Errada, porque R$ 31,00 já ultrapassa o valor necessário para formar R$ 100,00 no prazo dado.
- C)32.
Errada, pois R$ 32,00 gera um montante maior do que o exigido pela questão.
- D)33.
Errada, porque R$ 33,00 fica acima do valor calculado para atingir exatamente R$ 100,00.
- E)34.
Errada, já que R$ 34,00 superestima ainda mais o depósito mensal necessário.
Gabarito: A
Aqui a ideia é de uma renda mensal postecipada: você faz depósitos no fim de cada mês e quer saber quanto cada um precisa valer para formar R$ 100,00 no fim do 3º mês, logo após o 3º depósito. Em Matemática Financeira, isso é um caso clássico de capitalização composta com pagamentos iguais e sucessivos.

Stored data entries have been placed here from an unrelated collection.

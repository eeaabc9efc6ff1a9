//! Correlation register matching asynchronous responses to waiting callers

use crate::error::{status, CommandError, CommandResponse};
use serde_json::Value;
use std::collections::HashMap;
use std::sync::atomic::{AtomicU64, Ordering};
use std::time::Duration;
use tokio::sync::{oneshot, Mutex};
use tokio_util::sync::CancellationToken;
use tracing::{debug, warn};

pub const UNREGISTERED: &str = "unregistered correlation id";

/// In-flight task awaiting its response
struct TaskSlot {
    /// Distinguishes a re-registered id from the slot a waiter took
    generation: u64,
    /// Taken by the first completion
    tx: Option<oneshot::Sender<CommandResponse>>,
    /// Taken by the (single) waiter
    rx: Option<oneshot::Receiver<CommandResponse>>,
}

/// Tracks in-flight tasks by correlation id
///
/// The lock only guards map mutation; waiting happens outside of it so the
/// completing side is never blocked by a waiter.
pub struct CorrelationRegister {
    tasks: Mutex<HashMap<String, TaskSlot>>,
    next_generation: AtomicU64,
    shutdown: CancellationToken,
}

impl CorrelationRegister {
    pub fn new(shutdown: CancellationToken) -> Self {
        Self {
            tasks: Mutex::new(HashMap::new()),
            next_generation: AtomicU64::new(0),
            shutdown,
        }
    }

    /// Create a pending slot for `id`
    pub async fn register(&self, id: &str) {
        let (tx, rx) = oneshot::channel();
        let slot = TaskSlot {
            generation: self.next_generation.fetch_add(1, Ordering::Relaxed),
            tx: Some(tx),
            rx: Some(rx),
        };
        if self.tasks.lock().await.insert(id.to_string(), slot).is_some() {
            warn!("correlation id {} re-registered, previous waiter is released", id);
        }
    }

    /// Deliver the result for `id`
    ///
    /// Returns false when the id is unknown or already completed; such
    /// completions (late responses, duplicates) are dropped.
    pub async fn complete(&self, id: &str, status: u16, value: Value) -> bool {
        let tx = self
            .tasks
            .lock()
            .await
            .get_mut(id)
            .and_then(|slot| slot.tx.take());

        match tx {
            Some(tx) => tx.send(CommandResponse::new(status, value)).is_ok(),
            None => {
                debug!("ignoring completion for unknown correlation id {}", id);
                false
            }
        }
    }

    /// Wait for the result of `id`, at most `timeout`
    ///
    /// The entry is removed before returning, so each id can be waited on once.
    pub async fn wait_with_timeout(&self, id: &str, timeout: Duration) -> CommandResponse {
        let taken = self
            .tasks
            .lock()
            .await
            .get_mut(id)
            .and_then(|slot| slot.rx.take().map(|rx| (slot.generation, rx)));

        let Some((generation, rx)) = taken else {
            return CommandResponse::new(status::INTERNAL, Value::String(UNREGISTERED.into()));
        };

        let result = tokio::select! {
            outcome = tokio::time::timeout(timeout, rx) => match outcome {
                Ok(Ok(response)) => response,
                Ok(Err(_)) => CommandError::Internal("task completion dropped".into()).into(),
                Err(_) => {
                    debug!("correlation id {} timed out after {:?}", id, timeout);
                    CommandError::Timeout.into()
                }
            },
            _ = self.shutdown.cancelled() => CommandError::ShuttingDown.into(),
        };

        // a re-registration under the same id keeps its own slot
        let mut tasks = self.tasks.lock().await;
        if tasks.get(id).is_some_and(|slot| slot.generation == generation) {
            tasks.remove(id);
        }
        result
    }

    /// Number of tasks not yet consumed by a waiter
    pub async fn pending_count(&self) -> usize {
        self.tasks.lock().await.len()
    }
}

impl Default for CorrelationRegister {
    fn default() -> Self {
        Self::new(CancellationToken::new())
    }
}
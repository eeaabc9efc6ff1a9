//! Payload marshalling interface
//!
//! Converts between characteristic-typed values and the per-segment wire
//! strings a protocol expects.

mod json;

pub use json::JsonMarshaller;

use crate::metadata::{AspectNode, Protocol, Service};
use anyhow::Result;
use async_trait::async_trait;
use serde_json::Value;
use std::collections::HashMap;

/// Wire payload keyed by protocol segment name
pub type Segments = HashMap<String, String>;

/// One typed input to place into a service's request payload
#[derive(Debug, Clone, PartialEq)]
pub struct MarshalInput {
    pub characteristic_id: String,
    pub function_id: String,
    pub aspect_node: Option<AspectNode>,
    pub value: Value,
}

/// Context used to locate the requested value in a response payload
#[derive(Debug, Clone, Default, PartialEq)]
pub struct UnmarshalHints {
    pub function_id: String,
    pub aspect_node: Option<AspectNode>,
}

#[async_trait]
pub trait Marshaller: Send + Sync {
    async fn marshal(
        &self,
        service: &Service,
        protocol: &Protocol,
        inputs: &[MarshalInput],
    ) -> Result<Segments>;

    async fn unmarshal(
        &self,
        characteristic_id: &str,
        service: &Service,
        protocol: &Protocol,
        segments: &Segments,
        hints: &UnmarshalHints,
    ) -> Result<Value>;
}
//! Device group fan-out with partial-failure aggregation

use super::coalescer::{EventBatch, Participant};
use super::device::{DeviceCommandRequest, LastValueSource};
use super::service::CommandService;
use crate::error::{CommandError, CommandResponse};
use serde::{Deserialize, Serialize};
use serde_json::Value;
use std::collections::HashSet;
use std::time::Duration;
use tokio::task::JoinSet;
use tracing::{debug, warn};

/// Invoke one function on every matching service of a group's devices
#[derive(Debug, Clone, Default, PartialEq, Serialize, Deserialize)]
pub struct GroupCommandRequest {
    pub group_id: String,
    pub function_id: String,
    #[serde(default, skip_serializing_if = "Option::is_none")]
    pub aspect_id: Option<String>,
    #[serde(default, skip_serializing_if = "Option::is_none")]
    pub device_class_id: Option<String>,
    #[serde(default, skip_serializing_if = "Option::is_none")]
    pub input: Option<Value>,
}

/// A (device, service) pair a group command resolved to
#[derive(Debug, Clone, PartialEq, Eq, Hash)]
pub struct SubCommand {
    pub device_id: String,
    pub service_id: String,
}

/// Members that resolved to sub-commands, and members that failed to resolve
#[derive(Debug, Default)]
struct FanOut {
    sub_commands: Vec<SubCommand>,
    failures: Vec<CommandResponse>,
}

impl CommandService {
    pub async fn group_command(
        &self,
        token: &str,
        request: &GroupCommandRequest,
        timeout: Option<&str>,
    ) -> CommandResponse {
        let timeout = self.config.parse_timeout(timeout);
        self.execute_group(token, request, timeout, None).await
    }

    /// `participant` is set when the group runs inside a batch
    pub(crate) async fn execute_group(
        &self,
        token: &str,
        request: &GroupCommandRequest,
        timeout: Duration,
        participant: Option<Participant>,
    ) -> CommandResponse {
        let fan_out = match self.resolve_sub_commands(token, request).await {
            Ok(fan_out) => fan_out,
            Err(e) => {
                warn!("group {} could not be resolved: {}", request.group_id, e);
                return e.into();
            }
        };

        let FanOut {
            sub_commands,
            mut failures,
        } = fan_out;
        debug!(
            "group {} resolved to {} sub-commands",
            request.group_id,
            sub_commands.len()
        );

        let n = sub_commands.len();
        let participants = match participant {
            Some(participant) => participant.fork(n),
            None if n == 0 => Vec::new(),
            None => {
                let batch = EventBatch::new(token, self.timeseries.clone(), n);
                (0..n).map(|_| batch.participant()).collect()
            }
        };

        let mut tasks = JoinSet::new();
        for (sub, participant) in sub_commands.into_iter().zip(participants) {
            let service = self.clone();
            let token = token.to_string();
            let device_request = DeviceCommandRequest {
                device_id: sub.device_id,
                service_id: sub.service_id,
                function_id: request.function_id.clone(),
                aspect_id: request.aspect_id.clone(),
                input: request.input.clone(),
            };
            tasks.spawn(async move {
                service
                    .execute_device(&token, &device_request, timeout, LastValueSource::Batch(participant))
                    .await
            });
        }

        // completion order, not submission order
        let mut values = Vec::new();
        while let Some(joined) = tasks.join_next().await {
            match joined {
                Ok(response) if response.is_ok() => match response.body {
                    Value::Array(items) => values.extend(items),
                    other => values.push(other),
                },
                Ok(response) => failures.push(response),
                Err(e) => failures.push(CommandError::Internal(format!("sub-command failed: {}", e)).into()),
            }
        }

        if values.is_empty() {
            if let Some(last) = failures.pop() {
                return last;
            }
        }
        CommandResponse::ok(Value::Array(values))
    }

    async fn resolve_sub_commands(
        &self,
        token: &str,
        request: &GroupCommandRequest,
    ) -> Result<FanOut, CommandError> {
        let group = self
            .repository
            .get_device_group(token, &request.group_id)
            .await
            .map_err(|e| CommandError::metadata("device group", e))?;

        let aspect = request.aspect_id.as_deref().filter(|a| !a.is_empty());
        let device_class = request.device_class_id.as_deref().filter(|c| !c.is_empty());

        let mut fan_out = FanOut::default();
        for device_id in &group.device_ids {
            let device_type = match self.member_device_type(token, device_id).await {
                Ok(device_type) => device_type,
                Err(e) => {
                    warn!("group {} member {}: {}", group.id, device_id, e);
                    fan_out.failures.push(e.into());
                    continue;
                }
            };

            if let Some(class) = device_class {
                if device_type.device_class_id != class {
                    continue;
                }
            }

            let mut seen = HashSet::new();
            for service in &device_type.services {
                if !service.offers_function(&request.function_id) {
                    continue;
                }
                if let Some(aspect) = aspect {
                    if !service.covers_aspect(aspect) {
                        continue;
                    }
                }
                if seen.insert(service.id.clone()) {
                    fan_out.sub_commands.push(SubCommand {
                        device_id: device_id.clone(),
                        service_id: service.id.clone(),
                    });
                }
            }
        }

        Ok(fan_out)
    }

    async fn member_device_type(
        &self,
        token: &str,
        device_id: &str,
    ) -> Result<crate::metadata::DeviceType, CommandError> {
        let device = self
            .repository
            .get_device(token, device_id)
            .await
            .map_err(|e| CommandError::metadata("device", e))?;
        self.repository
            .get_device_type(token, &device.device_type_id)
            .await
            .map_err(|e| CommandError::metadata("device type", e))
    }
}
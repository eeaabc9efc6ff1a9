//! TCP command producer with persistent connection and automatic reconnection

use super::traits::CommandProducer;
use crate::config::DispatchConfig;
use anyhow::{anyhow, bail, Result};
use async_trait::async_trait;
use bytes::BytesMut;
use device_command_shared::{codec, codec::FrameDecoder, defaults, Envelope};
use std::time::Duration;
use tokio::io::{AsyncReadExt, AsyncWriteExt};
use tokio::net::TcpStream;
use tokio::sync::mpsc;
use tokio::time::timeout;
use tokio_util::sync::CancellationToken;
use tracing::{debug, info, warn};

#[derive(Debug, Clone)]
struct TcpSettings {
    address: String,
    connect_timeout: Duration,
    reconnect_delay: Duration,
    max_reconnect_delay: Duration,
}

/// Sends framed command envelopes to a device connector
///
/// Inbound frames (responses and errors) are forwarded to the channel the
/// response workers consume.
pub struct TcpProducer {
    outbound_tx: mpsc::Sender<Envelope>,
}

impl TcpProducer {
    /// Create a producer and start its connection loop
    pub fn new(
        config: &DispatchConfig,
        inbound_tx: mpsc::Sender<Envelope>,
        shutdown: CancellationToken,
    ) -> Self {
        let (outbound_tx, outbound_rx) = mpsc::channel::<Envelope>(defaults::OUTBOUND_QUEUE);
        let settings = TcpSettings {
            address: config.connector_addr.clone(),
            connect_timeout: config.connect_timeout,
            reconnect_delay: config.reconnect_delay,
            max_reconnect_delay: config.max_reconnect_delay,
        };

        tokio::spawn(async move {
            connection_loop(settings, outbound_rx, inbound_tx, shutdown).await;
        });

        Self { outbound_tx }
    }
}

#[async_trait]
impl CommandProducer for TcpProducer {
    async fn send_command(&self, envelope: Envelope) -> Result<()> {
        self.outbound_tx
            .send(envelope)
            .await
            .map_err(|_| anyhow!("Connection closed"))
    }

    fn name(&self) -> &'static str {
        "tcp"
    }
}

/// Main connection loop with reconnection logic
async fn connection_loop(
    settings: TcpSettings,
    mut outbound_rx: mpsc::Receiver<Envelope>,
    inbound_tx: mpsc::Sender<Envelope>,
    shutdown: CancellationToken,
) {
    let mut reconnect_delay = settings.reconnect_delay;

    loop {
        let attempt = tokio::select! {
            _ = shutdown.cancelled() => break,
            attempt = timeout(settings.connect_timeout, TcpStream::connect(&settings.address)) => attempt,
        };

        match attempt {
            Ok(Ok(stream)) => {
                info!("Connected to connector at {}", settings.address);
                reconnect_delay = settings.reconnect_delay;

                match handle_connection(stream, &mut outbound_rx, &inbound_tx, &shutdown).await {
                    Ok(()) => break,
                    Err(reason) => warn!("Disconnected from connector: {}", reason),
                }
            }
            Ok(Err(e)) => warn!("Connection to {} failed: {}", settings.address, e),
            Err(_) => warn!("Connection to {} timed out", settings.address),
        }

        tokio::select! {
            _ = shutdown.cancelled() => break,
            _ = tokio::time::sleep(reconnect_delay) => {}
        }

        // Exponential backoff
        reconnect_delay = std::cmp::min(reconnect_delay * 2, settings.max_reconnect_delay);
    }

    info!("Connection loop stopped");
}

/// Pump one connection; `Ok` means stop for good, `Err` means reconnect
async fn handle_connection(
    stream: TcpStream,
    outbound_rx: &mut mpsc::Receiver<Envelope>,
    inbound_tx: &mpsc::Sender<Envelope>,
    shutdown: &CancellationToken,
) -> Result<()> {
    let (mut reader, mut writer) = stream.into_split();
    let mut decoder = FrameDecoder::new();
    let mut read_buf = BytesMut::with_capacity(4096);

    loop {
        tokio::select! {
            _ = shutdown.cancelled() => return Ok(()),

            outbound = outbound_rx.recv() => {
                let Some(envelope) = outbound else {
                    // every producer handle is gone
                    return Ok(());
                };
                let encoded = codec::encode(&envelope)?;
                writer.write_all(&encoded).await?;
            }

            read = reader.read_buf(&mut read_buf) => {
                if read? == 0 {
                    bail!("Connector closed connection");
                }
                decoder.extend(&read_buf);
                read_buf.clear();

                while let Some(envelope) = decoder.decode_next()? {
                    debug!("inbound frame for {:?}", envelope.correlation_id());
                    if inbound_tx.send(envelope).await.is_err() {
                        return Ok(());
                    }
                }
            }
        }
    }
}

#[cfg(test)]
mod tests {
    use super::*;
    use device_command_shared::{envelope, TaskRequest};
    use tokio::net::TcpListener;

    #[tokio::test]
    async fn test_commands_are_framed_and_responses_forwarded() {
        let listener = TcpListener::bind("127.0.0.1:0").await.unwrap();
        let addr = listener.local_addr().unwrap();

        // connector answering every command with an error frame
        tokio::spawn(async move {
            let (mut socket, _) = listener.accept().await.unwrap();
            let mut decoder = FrameDecoder::new();
            let mut buf = vec![0u8; 4096];
            loop {
                let n = socket.read(&mut buf).await.unwrap();
                if n == 0 {
                    return;
                }
                decoder.extend(&buf[..n]);
                while let Some(env) = decoder.decode_next().unwrap() {
                    let id = env.correlation_id().unwrap_or_default().to_string();
                    let reply = codec::encode(&Envelope::error("test", &id, "rejected")).unwrap();
                    socket.write_all(&reply).await.unwrap();
                }
            }
        });

        let config = DispatchConfig {
            connector_addr: addr.to_string(),
            ..Default::default()
        };
        let (inbound_tx, mut inbound_rx) = mpsc::channel(8);
        let shutdown = CancellationToken::new();
        let producer = TcpProducer::new(&config, inbound_tx, shutdown.clone());

        let request = TaskRequest {
            correlation_id: "c-1".into(),
            ..Default::default()
        };
        producer
            .send_command(Envelope::command("test", request))
            .await
            .unwrap();

        let reply = timeout(Duration::from_secs(5), inbound_rx.recv())
            .await
            .expect("no reply in time")
            .expect("channel closed");
        match reply.payload {
            Some(envelope::Payload::Error(err)) => {
                assert_eq!(err.correlation_id, "c-1");
                assert_eq!(err.message, "rejected");
            }
            other => panic!("unexpected payload: {:?}", other),
        }

        shutdown.cancel();
        assert_eq!(producer.name(), "tcp");
    }
}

A fórmula do montante de uma série uniforme é M = PMT \times [((1+i)^n - 1)/i]. Como a taxa é de 10% ao mês e o prazo é de 3 meses, temos M = PMT \times [((1,1)^3 - 1)/0,1]. Usando a aproximação dada, (1,1)^3 ≈ 1,33, fica M = PMT \times (1,33 - 1)/0,1 = PMT \times 3,3. Como o montante final deve ser 100, então PMT = 100/3,3 ≈ 30,3. Arredondando para o inteiro mais próximo, o valor de cada depósito é R$ 30,00. É por isso que o gabarito é a alternativa A. Em linguagem de prova: você não soma os depósitos secos e crus; você considera que cada um rende até a data final.